TASK TO COMPLETE> In the data below, find each line containing the string "tiles" and return it.

(Dataset entries)
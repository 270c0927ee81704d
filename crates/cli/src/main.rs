//! floodmax CLI - merge flood-depth rank layers into a maximum-depth map

use anyhow::{Context, Result};
use clap::{Parser, Subcommand};
use indicatif::{ProgressBar, ProgressStyle};
use std::path::PathBuf;
use std::time::Instant;
use tracing::{info, Level};
use tracing_subscriber::FmtSubscriber;

use floodmax_algorithms::hazard::merge_ranks;
use floodmax_algorithms::pipeline::{Pipeline, PipelineConfig, RunSummary};
use floodmax_algorithms::vector::area;
use floodmax_core::io::{read_features, ReadOptions};
use floodmax_core::{FeatureCollection, CRS};
use floodmax_parallel::ProcessingMode;

// ─── CLI structure ──────────────────────────────────────────────────────

#[derive(Parser)]
#[command(name = "floodmax")]
#[command(author, version, about = "Merge flood-depth rank layers keeping the deepest rank everywhere", long_about = None)]
struct Cli {
    /// Verbose output
    #[arg(short, long, global = true)]
    verbose: bool,

    #[command(subcommand)]
    command: Commands,
}

#[derive(Subcommand)]
enum Commands {
    /// Merge every hazard layer of a directory into one rank map
    Merge {
        /// Directory of primary hazard layers (extra category in its `ex` subdirectory)
        #[arg(short, long, default_value = "shp")]
        input: PathBuf,
        /// Merged output file
        #[arg(short, long, default_value = "output/depth_maxall.geojson")]
        output: PathBuf,
        /// Scratch directory for per-source rank splits (wiped on every run)
        #[arg(long, default_value = "split")]
        split_dir: PathBuf,
        /// Scratch directory for dissolved rank layers (wiped on every run)
        #[arg(long, default_value = "rank")]
        rank_dir: PathBuf,
        /// Name of the extra-category subdirectory
        #[arg(long, default_value = "ex")]
        extra_subdir: String,
        /// Target CRS
        #[arg(long, default_value = "EPSG:6668")]
        crs: String,
        /// Rank attribute name
        #[arg(long, default_value = "value")]
        rank_field: String,
        /// Alternate rank attribute name
        #[arg(long, default_value = "rank")]
        rank_alias: String,
        /// Attribute encoding of shapefile sources
        #[arg(long, default_value = "CP932")]
        encoding: String,
        /// Decompose fan-out: a thread count, `seq` or `par` (default: all cores)
        #[arg(short = 'j', long, value_name = "N|seq|par", conflicts_with = "sequential")]
        threads: Option<ProcessingMode>,
        /// Decompose sources one at a time
        #[arg(long)]
        sequential: bool,
        /// Overlay pieces at or below this area are dropped (CRS units squared)
        #[arg(long, default_value = "1e-12")]
        sliver_epsilon: f64,
        /// Write one record per polygon part
        #[arg(long)]
        explode: bool,
        /// Print the run summary as JSON
        #[arg(long)]
        json: bool,
    },
    /// Show information about a ranked hazard layer
    Info {
        /// Input vector file
        input: PathBuf,
        /// CRS the file is expected in
        #[arg(long, default_value = "EPSG:6668")]
        crs: String,
        /// Rank attribute name
        #[arg(long, default_value = "value")]
        rank_field: String,
        /// Alternate rank attribute name
        #[arg(long, default_value = "rank")]
        rank_alias: String,
    },
}

// ─── Helpers ────────────────────────────────────────────────────────────

fn setup_logging(verbose: bool) -> Result<()> {
    let level = if verbose { Level::DEBUG } else { Level::INFO };
    let subscriber = FmtSubscriber::builder()
        .with_max_level(level)
        .with_target(false)
        .finish();
    tracing::subscriber::set_global_default(subscriber).context("setting default subscriber failed")
}

fn spinner(msg: &str) -> ProgressBar {
    let pb = ProgressBar::new_spinner();
    if let Ok(style) = ProgressStyle::default_spinner().template("{spinner:.green} {msg}") {
        pb.set_style(style);
    }
    pb.set_message(msg.to_string());
    pb.enable_steady_tick(std::time::Duration::from_millis(100));
    pb
}

fn read_layer(path: &PathBuf, options: &ReadOptions) -> Result<FeatureCollection> {
    let pb = spinner("Reading layer...");
    let layer = read_features(path, options)
        .with_context(|| format!("Failed to read {}", path.display()))?;
    pb.finish_and_clear();
    info!("Input: {} feature(s)", layer.len());
    Ok(layer)
}

fn processing_mode(threads: Option<ProcessingMode>, sequential: bool) -> ProcessingMode {
    if sequential {
        return ProcessingMode::Sequential;
    }
    threads.unwrap_or_default()
}

fn print_summary(summary: &RunSummary) {
    println!("Merged map saved to: {}", summary.output.display());
    println!(
        "  Sources: {} primary, {} extra",
        summary.sources, summary.extra_sources
    );
    println!("  Active ranks: {:?}", summary.active_ranks);
    if !summary.extra_ranks.is_empty() {
        println!("  Extra ranks: {:?}", summary.extra_ranks);
    }
    println!("  Records: {}", summary.regions);
    for (rank, area) in summary.area_by_rank.iter().rev() {
        println!("  Rank {}: {:.6e} units²", rank, area);
    }
    println!("  Processing time: {:.2}s", summary.elapsed_secs);
}

// ─── Main ───────────────────────────────────────────────────────────────

fn main() -> Result<()> {
    let cli = Cli::parse();
    setup_logging(cli.verbose)?;

    match cli.command {
        // ── Merge ────────────────────────────────────────────────────
        Commands::Merge {
            input,
            output,
            split_dir,
            rank_dir,
            extra_subdir,
            crs,
            rank_field,
            rank_alias,
            encoding,
            threads,
            sequential,
            sliver_epsilon,
            explode,
            json,
        } => {
            let config = PipelineConfig {
                input_dir: input,
                extra_subdir,
                split_dir,
                rank_dir,
                output_path: output,
                target_crs: crs.parse::<CRS>().context("Invalid --crs")?,
                rank_field,
                rank_field_alias: rank_alias,
                source_encoding: encoding,
                processing: processing_mode(threads, sequential),
                sliver_epsilon,
                explode_output: explode,
            };

            info!("Decompose mode: {}", config.processing);
            let pb = spinner("Merging rank layers...");
            let result = Pipeline::new(config).run();
            pb.finish_and_clear();
            let summary = result.context("Merge failed")?;

            if json {
                println!("{}", serde_json::to_string_pretty(&summary)?);
            } else {
                print_summary(&summary);
            }
        }

        // ── Info ─────────────────────────────────────────────────────
        Commands::Info {
            input,
            crs,
            rank_field,
            rank_alias,
        } => {
            let start = Instant::now();
            let options = ReadOptions {
                rank_field,
                rank_field_alias: rank_alias,
                target_crs: crs.parse::<CRS>().context("Invalid --crs")?,
                ..ReadOptions::default()
            };
            let layer = read_layer(&input, &options)?;
            let crs = layer
                .crs
                .as_ref()
                .map(|c| c.to_string())
                .unwrap_or_else(|| format!("{} (assumed)", options.target_crs));

            println!("File: {}", input.display());
            println!("Features: {}", layer.len());
            println!("CRS: {}", crs);

            let layers = merge_ranks(layer);
            if layers.is_empty() {
                println!("Ranks: none");
            }
            for rank_layer in layers.iter().rev() {
                println!(
                    "  Rank {}: {} part(s), {:.6e} units²",
                    rank_layer.rank,
                    rank_layer.geometry.0.len(),
                    area(&rank_layer.geometry)
                );
            }
            info!("Inspected in {:.2?}", start.elapsed());
        }
    }

    Ok(())
}
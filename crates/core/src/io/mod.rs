//! I/O operations for reading and writing ranked hazard layers
//!
//! GeoJSON is always available. Shapefiles, GeoPackages and reprojection
//! need the `gdal` feature.

#[cfg(feature = "gdal")]
mod gdal_io;
mod native;

use std::path::Path;
use tracing::{debug, warn};

use crate::crs::CRS;
use crate::error::{Error, Result};
use crate::vector::{AttributeValue, FeatureCollection, Rank, RankedFeature};
use geo_types::Geometry;

#[cfg(feature = "gdal")]
pub use gdal_io::{read_ogr, write_ogr};
pub use native::{read_geojson, read_geojson_from_str, write_geojson};

/// Options for reading source hazard layers
#[derive(Debug, Clone)]
pub struct ReadOptions {
    /// Canonical rank attribute name
    pub rank_field: String,
    /// Alternate rank attribute name accepted when the canonical one is absent
    pub rank_field_alias: String,
    /// CRS every feature must end up in
    pub target_crs: CRS,
    /// Character encoding of shapefile attribute tables (OGR `ENCODING`)
    pub encoding: String,
}

impl Default for ReadOptions {
    fn default() -> Self {
        Self {
            rank_field: "value".to_string(),
            rank_field_alias: "rank".to_string(),
            target_crs: CRS::jgd2011(),
            encoding: "CP932".to_string(),
        }
    }
}

impl ReadOptions {
    fn candidates(&self) -> Vec<String> {
        vec![self.rank_field.clone(), self.rank_field_alias.clone()]
    }
}

/// Options for writing ranked layers
#[derive(Debug, Clone)]
pub struct WriteOptions {
    /// Name of the integer rank attribute
    pub rank_field: String,
    /// Write one record per polygon part instead of one per feature
    pub explode: bool,
}

impl Default for WriteOptions {
    fn default() -> Self {
        Self {
            rank_field: "value".to_string(),
            explode: false,
        }
    }
}

/// Vector formats understood by this build
#[derive(Debug, Clone, Copy, PartialEq, Eq)]
pub enum VectorFormat {
    GeoJson,
    #[cfg(feature = "gdal")]
    Ogr,
}

impl VectorFormat {
    /// Detect the format from a file extension
    pub fn from_path(path: &Path) -> Option<Self> {
        let ext = path.extension()?.to_str()?.to_ascii_lowercase();
        match ext.as_str() {
            "geojson" | "json" => Some(VectorFormat::GeoJson),
            #[cfg(feature = "gdal")]
            "shp" | "gpkg" => Some(VectorFormat::Ogr),
            _ => None,
        }
    }
}

/// True when `path` names a file this build can read as a hazard layer
pub fn is_vector_source(path: &Path) -> bool {
    path.is_file() && VectorFormat::from_path(path).is_some()
}

/// Read a hazard layer, normalizing its rank attribute and CRS
pub fn read_features(path: &Path, options: &ReadOptions) -> Result<FeatureCollection> {
    match VectorFormat::from_path(path) {
        Some(VectorFormat::GeoJson) => read_geojson(path, options),
        #[cfg(feature = "gdal")]
        Some(VectorFormat::Ogr) => read_ogr(path, options),
        None => Err(Error::UnsupportedFormat(path.to_path_buf())),
    }
}

/// Write ranked features, choosing the format from the extension
pub fn write_features(collection: &FeatureCollection, path: &Path, options: &WriteOptions) -> Result<()> {
    if let Some(parent) = path.parent().filter(|p| !p.as_os_str().is_empty()) {
        std::fs::create_dir_all(parent)?;
    }
    match VectorFormat::from_path(path) {
        Some(VectorFormat::GeoJson) => write_geojson(collection, path, options),
        #[cfg(feature = "gdal")]
        Some(VectorFormat::Ogr) => write_ogr(collection, path, options),
        None => Err(Error::UnsupportedFormat(path.to_path_buf())),
    }
}

/// A source record before rank normalization.
///
/// `rank` is `None` when neither rank attribute exists on the record and
/// `Some(AttributeValue::Null)` when it exists but is empty.
#[derive(Debug)]
pub(crate) struct RawFeature {
    pub geometry: Option<Geometry<f64>>,
    pub rank: Option<AttributeValue>,
}

/// Turn raw source records into ranked features.
///
/// A source in which no record carries either rank attribute is a
/// configuration error. Null ranks, empty geometries and ranks outside the
/// recognized set are skipped.
pub(crate) fn rank_features(
    source: &Path,
    raw: Vec<RawFeature>,
    options: &ReadOptions,
) -> Result<Vec<RankedFeature>> {
    if raw.is_empty() {
        warn!("{}: source has no features", source.display());
        return Ok(Vec::new());
    }
    if raw.iter().all(|f| f.rank.is_none()) {
        return Err(Error::MissingRankAttribute {
            path: source.to_path_buf(),
            candidates: options.candidates(),
        });
    }

    let mut features = Vec::with_capacity(raw.len());
    let mut unrecognized = 0usize;
    let mut unranked = 0usize;

    for (index, record) in raw.into_iter().enumerate() {
        let value = match record.rank.as_ref().and_then(AttributeValue::as_integer) {
            None => {
                unranked += 1;
                continue;
            }
            Some(Err(text)) => {
                return Err(Error::InvalidRankValue {
                    path: source.to_path_buf(),
                    index,
                    value: text,
                })
            }
            Some(Ok(v)) => v,
        };

        let rank = match Rank::new(value) {
            Ok(rank) => rank,
            Err(_) => {
                unrecognized += 1;
                continue;
            }
        };

        let Some(geometry) = record.geometry else {
            debug!("{}: feature {} has no geometry", source.display(), index);
            continue;
        };
        match RankedFeature::from_geometry(geometry, rank)? {
            Some(feature) => features.push(feature),
            None => debug!("{}: feature {} has an empty geometry", source.display(), index),
        }
    }

    if unranked > 0 {
        warn!("{}: skipped {} feature(s) without a rank value", source.display(), unranked);
    }
    if unrecognized > 0 {
        warn!(
            "{}: skipped {} feature(s) with a rank outside {}..={}",
            source.display(),
            unrecognized,
            Rank::MIN,
            Rank::MAX
        );
    }
    Ok(features)
}

#[cfg(test)]
mod tests {
    use super::*;
    use geo_types::polygon;
    use std::path::PathBuf;

    fn square() -> Geometry<f64> {
        Geometry::Polygon(polygon![
            (x: 0.0, y: 0.0), (x: 1.0, y: 0.0), (x: 1.0, y: 1.0), (x: 0.0, y: 1.0)
        ])
    }

    fn raw(rank: Option<AttributeValue>) -> RawFeature {
        RawFeature { geometry: Some(square()), rank }
    }

    #[test]
    fn test_missing_attribute_everywhere_is_fatal() {
        let err = rank_features(
            &PathBuf::from("a.geojson"),
            vec![raw(None), raw(None)],
            &ReadOptions::default(),
        )
        .unwrap_err();
        match err {
            Error::MissingRankAttribute { candidates, .. } => {
                assert_eq!(candidates, vec!["value".to_string(), "rank".to_string()]);
            }
            other => panic!("unexpected error: {other}"),
        }
    }

    #[test]
    fn test_skips_null_and_unrecognized() {
        let features = rank_features(
            &PathBuf::from("a.geojson"),
            vec![
                raw(Some(AttributeValue::Int(3))),
                raw(Some(AttributeValue::Null)),
                raw(Some(AttributeValue::Int(0))),
                raw(Some(AttributeValue::Int(12))),
                raw(None),
            ],
            &ReadOptions::default(),
        )
        .unwrap();
        assert_eq!(features.len(), 1);
        assert_eq!(features[0].rank.value(), 3);
    }

    #[test]
    fn test_fractional_rank_is_error() {
        let err = rank_features(
            &PathBuf::from("a.geojson"),
            vec![raw(Some(AttributeValue::Float(2.5)))],
            &ReadOptions::default(),
        )
        .unwrap_err();
        assert!(matches!(err, Error::InvalidRankValue { index: 0, .. }));
    }

    #[test]
    fn test_format_detection() {
        assert_eq!(VectorFormat::from_path(Path::new("a.GeoJSON")), Some(VectorFormat::GeoJson));
        assert_eq!(VectorFormat::from_path(Path::new("a.json")), Some(VectorFormat::GeoJson));
        assert_eq!(VectorFormat::from_path(Path::new("a.txt")), None);
        assert_eq!(VectorFormat::from_path(Path::new("noext")), None);
    }
}
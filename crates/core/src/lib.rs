//! # floodmax core
//!
//! Core types, traits and vector I/O for flood-depth rank merging.
//!
//! This crate provides:
//! - `Rank`: a recognized flood-depth severity rank
//! - `RankedFeature` / `FeatureCollection`: polygon features carrying one rank
//! - `CRS`: Coordinate Reference System handling
//! - Algorithm traits for consistent API
//! - I/O for GeoJSON (native) and OGR formats (`gdal` feature)

pub mod crs;
pub mod error;
pub mod io;
pub mod vector;

pub use crs::CRS;
pub use error::{Error, Result};
pub use vector::{FeatureCollection, Rank, RankedFeature};

/// Prelude for convenient imports
pub mod prelude {
    pub use crate::crs::CRS;
    pub use crate::error::{Error, Result};
    pub use crate::vector::{FeatureCollection, Rank, RankedFeature};
    pub use crate::Algorithm;
}

/// Core trait for all algorithms in floodmax.
///
/// Algorithms are pure functions that transform input data according to parameters.
pub trait Algorithm {
    /// Input type for the algorithm
    type Input;
    /// Output type for the algorithm
    type Output;
    /// Parameters controlling algorithm behavior
    type Params: Default;
    /// Error type for algorithm execution
    type Error: std::error::Error;

    /// Returns the algorithm name
    fn name(&self) -> &'static str;

    /// Returns a description of what the algorithm does
    fn description(&self) -> &'static str;

    /// Execute the algorithm
    fn execute(&self, input: Self::Input, params: Self::Params) -> std::result::Result<Self::Output, Self::Error>;

    /// Execute with default parameters
    fn execute_default(&self, input: Self::Input) -> std::result::Result<Self::Output, Self::Error> {
        self.execute(input, Self::Params::default())
    }
}
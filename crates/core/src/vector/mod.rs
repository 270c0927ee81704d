//! Vector data structures: ranks, ranked polygon features and collections

use geo_types::{Geometry, MultiPolygon};
use serde::{Deserialize, Serialize};
use std::collections::BTreeSet;
use std::fmt;

use crate::crs::CRS;
use crate::error::{Error, Result};

/// Flood-depth severity rank.
///
/// Only values in [`Rank::RECOGNIZED`] can be constructed. Higher ranks are
/// more severe and win wherever they overlap a lower rank.
#[derive(Debug, Clone, Copy, PartialEq, Eq, PartialOrd, Ord, Hash, Serialize, Deserialize)]
#[serde(try_from = "i64", into = "i64")]
pub struct Rank(u8);

impl Rank {
    /// Lowest recognized rank
    pub const MIN: u8 = 1;
    /// Highest recognized rank
    pub const MAX: u8 = 7;

    /// Every recognized rank, ascending
    pub const RECOGNIZED: [Rank; 7] = [
        Rank(1), Rank(2), Rank(3), Rank(4), Rank(5), Rank(6), Rank(7),
    ];

    /// Create a rank, failing for values outside the recognized set
    pub fn new(value: i64) -> Result<Self> {
        if (Self::MIN as i64..=Self::MAX as i64).contains(&value) {
            Ok(Rank(value as u8))
        } else {
            Err(Error::UnrecognizedRank(value))
        }
    }

    /// Numeric value of the rank
    pub fn value(self) -> u8 {
        self.0
    }
}

impl TryFrom<i64> for Rank {
    type Error = Error;

    fn try_from(value: i64) -> Result<Self> {
        Rank::new(value)
    }
}

impl From<Rank> for i64 {
    fn from(rank: Rank) -> Self {
        rank.0 as i64
    }
}

impl fmt::Display for Rank {
    fn fmt(&self, f: &mut fmt::Formatter<'_>) -> fmt::Result {
        write!(f, "{}", self.0)
    }
}

/// Raw attribute value as read from a source file
#[derive(Debug, Clone, PartialEq, Serialize, Deserialize)]
pub enum AttributeValue {
    Null,
    Bool(bool),
    Int(i64),
    Float(f64),
    String(String),
}

impl AttributeValue {
    /// Interpret the value as an integer.
    ///
    /// Returns `None` for null, `Some(Err(text))` for values that are present
    /// but not integral (e.g. `2.5`, `"deep"`).
    pub fn as_integer(&self) -> Option<std::result::Result<i64, String>> {
        match self {
            AttributeValue::Null => None,
            AttributeValue::Int(v) => Some(Ok(*v)),
            AttributeValue::Float(v) => Some(float_to_integer(*v)),
            AttributeValue::String(s) => {
                let t = s.trim();
                if t.is_empty() {
                    return None;
                }
                Some(
                    t.parse::<i64>()
                        .or_else(|_| t.parse::<f64>().map_err(|_| s.clone()).and_then(float_to_integer)),
                )
            }
            AttributeValue::Bool(b) => Some(Err(b.to_string())),
        }
    }
}

fn float_to_integer(v: f64) -> std::result::Result<i64, String> {
    if v.is_finite() && v.fract() == 0.0 {
        Ok(v as i64)
    } else {
        Err(v.to_string())
    }
}

/// A polygon feature carrying exactly one rank
#[derive(Debug, Clone, PartialEq)]
pub struct RankedFeature {
    pub geometry: MultiPolygon<f64>,
    pub rank: Rank,
}

impl RankedFeature {
    pub fn new(geometry: MultiPolygon<f64>, rank: Rank) -> Self {
        Self { geometry, rank }
    }

    /// Build a feature from an arbitrary geometry.
    ///
    /// Polygons are promoted to multipolygons. Returns `Ok(None)` for empty
    /// geometries and `UnsupportedGeometry` for anything that is not areal.
    pub fn from_geometry(geometry: Geometry<f64>, rank: Rank) -> Result<Option<Self>> {
        let mp = match geometry {
            Geometry::Polygon(p) => MultiPolygon::new(vec![p]),
            Geometry::MultiPolygon(mp) => mp,
            Geometry::Rect(r) => MultiPolygon::new(vec![r.to_polygon()]),
            Geometry::Triangle(t) => MultiPolygon::new(vec![t.to_polygon()]),
            other => return Err(Error::UnsupportedGeometry(geometry_type_name(&other).to_string())),
        };
        if is_empty(&mp) {
            return Ok(None);
        }
        Ok(Some(Self::new(mp, rank)))
    }
}

/// True when a multipolygon has no polygon with a usable exterior ring
pub fn is_empty(mp: &MultiPolygon<f64>) -> bool {
    mp.0.iter().all(|p| p.exterior().0.len() < 4)
}

fn geometry_type_name(geom: &Geometry<f64>) -> &'static str {
    match geom {
        Geometry::Point(_) => "Point",
        Geometry::Line(_) => "Line",
        Geometry::LineString(_) => "LineString",
        Geometry::Polygon(_) => "Polygon",
        Geometry::MultiPoint(_) => "MultiPoint",
        Geometry::MultiLineString(_) => "MultiLineString",
        Geometry::MultiPolygon(_) => "MultiPolygon",
        Geometry::GeometryCollection(_) => "GeometryCollection",
        Geometry::Rect(_) => "Rect",
        Geometry::Triangle(_) => "Triangle",
    }
}

/// Collection of ranked features sharing one CRS
#[derive(Debug, Clone, Default)]
pub struct FeatureCollection {
    pub features: Vec<RankedFeature>,
    /// CRS of every feature; `None` when the source did not declare one
    pub crs: Option<CRS>,
}

impl FeatureCollection {
    pub fn new() -> Self {
        Self { features: Vec::new(), crs: None }
    }

    pub fn with_crs(crs: CRS) -> Self {
        Self { features: Vec::new(), crs: Some(crs) }
    }

    pub fn push(&mut self, feature: RankedFeature) {
        self.features.push(feature);
    }

    pub fn len(&self) -> usize {
        self.features.len()
    }

    pub fn is_empty(&self) -> bool {
        self.features.is_empty()
    }

    pub fn iter(&self) -> impl Iterator<Item = &RankedFeature> {
        self.features.iter()
    }

    /// Distinct ranks present, ascending
    pub fn ranks(&self) -> BTreeSet<Rank> {
        self.features.iter().map(|f| f.rank).collect()
    }
}

impl IntoIterator for FeatureCollection {
    type Item = RankedFeature;
    type IntoIter = std::vec::IntoIter<RankedFeature>;

    fn into_iter(self) -> Self::IntoIter {
        self.features.into_iter()
    }
}

impl FromIterator<RankedFeature> for FeatureCollection {
    fn from_iter<I: IntoIterator<Item = RankedFeature>>(iter: I) -> Self {
        Self {
            features: iter.into_iter().collect(),
            crs: None,
        }
    }
}

impl Extend<RankedFeature> for FeatureCollection {
    fn extend<I: IntoIterator<Item = RankedFeature>>(&mut self, iter: I) {
        self.features.extend(iter);
    }
}
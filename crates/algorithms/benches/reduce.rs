//! Benchmarks for rank reduction and the extra overlay

use criterion::{black_box, criterion_group, criterion_main, BenchmarkId, Criterion};
use floodmax_algorithms::hazard::{overlay_extra, reduce, RankLayer, ReduceParams};
use floodmax_core::Rank;
use geo::{LineString, MultiPolygon, Polygon};

fn square(x: f64, y: f64, size: f64) -> Polygon<f64> {
    Polygon::new(
        LineString::from(vec![(x, y), (x + size, y), (x + size, y + size), (x, y + size), (x, y)]),
        vec![],
    )
}

/// One layer per rank, each a grid of squares that grow with the rank so
/// neighbouring ranks overlap
fn create_rank_layers(tiles: usize) -> Vec<RankLayer> {
    (1..=7)
        .map(|r| {
            let size = 0.4 + 0.08 * r as f64;
            let offset = 0.05 * r as f64;
            let polygons = (0..tiles)
                .flat_map(|i| (0..tiles).map(move |j| (i, j)))
                .map(|(i, j)| square(i as f64 + offset, j as f64 + offset, size))
                .collect();
            RankLayer::new(Rank::new(r).unwrap(), MultiPolygon::new(polygons))
        })
        .collect()
}

fn bench_reduce(c: &mut Criterion) {
    let mut group = c.benchmark_group("hazard/reduce");
    group.sample_size(10);
    for tiles in [4, 8, 16] {
        let layers = create_rank_layers(tiles);
        group.bench_with_input(BenchmarkId::from_parameter(tiles * tiles), &tiles, |b, _| {
            b.iter(|| reduce(black_box(layers.clone()), &ReduceParams::default()).unwrap())
        });
    }
    group.finish();
}

fn bench_overlay_extra(c: &mut Criterion) {
    let mut group = c.benchmark_group("hazard/overlay_extra");
    group.sample_size(10);
    for tiles in [4, 8, 16] {
        let mut layers = create_rank_layers(tiles);
        let extra: Vec<RankLayer> = layers.drain(..3).collect();
        let primary = reduce(layers, &ReduceParams::default()).unwrap().partition;
        group.bench_with_input(BenchmarkId::from_parameter(tiles * tiles), &tiles, |b, _| {
            b.iter(|| {
                overlay_extra(black_box(primary.clone()), extra.clone(), &ReduceParams::default()).unwrap()
            })
        });
    }
    group.finish();
}

criterion_group!(benches, bench_reduce, bench_overlay_extra);
criterion_main!(benches);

ANSWER TO THE PROBLEM>
fn create_rank_layers(tiles: usize) -> Vec<RankLayer> {
            let polygons = (0..tiles)
                .flat_map(|i| (0..tiles).map(move |j| (i, j)))
    for tiles in [4, 8, 16] {
        let layers = create_rank_layers(tiles);
        group.bench_with_input(BenchmarkId::from_parameter(tiles * tiles), &tiles, |b, _| {
    for tiles in [4, 8, 16] {
        let mut layers = create_rank_layers(tiles);
        group.bench_with_input(BenchmarkId::from_parameter(tiles * tiles), &tiles, |b, _| {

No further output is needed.